Exercise: Collect every line below that contains the word "PathBuf".

Data listing:
====
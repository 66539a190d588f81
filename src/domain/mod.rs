pub mod item;
pub mod record;

pub use item::FeedItem;
pub use record::SeenRecord;
use clap::Parser;
use std::io::{self, Read, Write};
use std::path::PathBuf;
use tracing_subscriber::EnvFilter;
use wml_rust::{from_json, render_with, RenderOptions};

/// Render a JSON-encoded configuration tree as WML.
#[derive(Parser, Debug)]
#[command(name = "wml", version, about)]
struct Cli {
    /// JSON input file; reads stdin when omitted
    input: Option<PathBuf>,

    /// Indent raw block payloads to match their enclosing tag
    #[arg(long)]
    reindent_raw: bool,
}

fn read_input(cli: &Cli) -> io::Result<String> {
    match &cli.input {
        Some(path) => std::fs::read_to_string(path),
        None => {
            let mut input = String::new();
            io::stdin().read_to_string(&mut input)?;
            Ok(input)
        }
    }
}

fn run(cli: &Cli) -> Result<(), String> {
    let input = read_input(cli).map_err(|e| format!("reading input: {}", e))?;
    let data = from_json(&input).map_err(|e| e.to_string())?;
    let options = RenderOptions::default().reindent_raw_blocks(cli.reindent_raw);
    let text = render_with(&data, 0, options);
    io::stdout()
        .write_all(text.as_bytes())
        .map_err(|e| format!("writing output: {}", e))
}

fn main() {
    tracing_subscriber::fmt()
        .with_env_filter(
            EnvFilter::try_from_default_env().unwrap_or_else(|_| EnvFilter::new("warn")),
        )
        .with_writer(io::stderr)
        .init();

    let cli = Cli::parse();
    if let Err(message) = run(&cli) {
        eprintln!("error: {}", message);
        std::process::exit(1);
    }
}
====
Answer to this exercise:
use std::path::PathBuf;
    input: Option<PathBuf>,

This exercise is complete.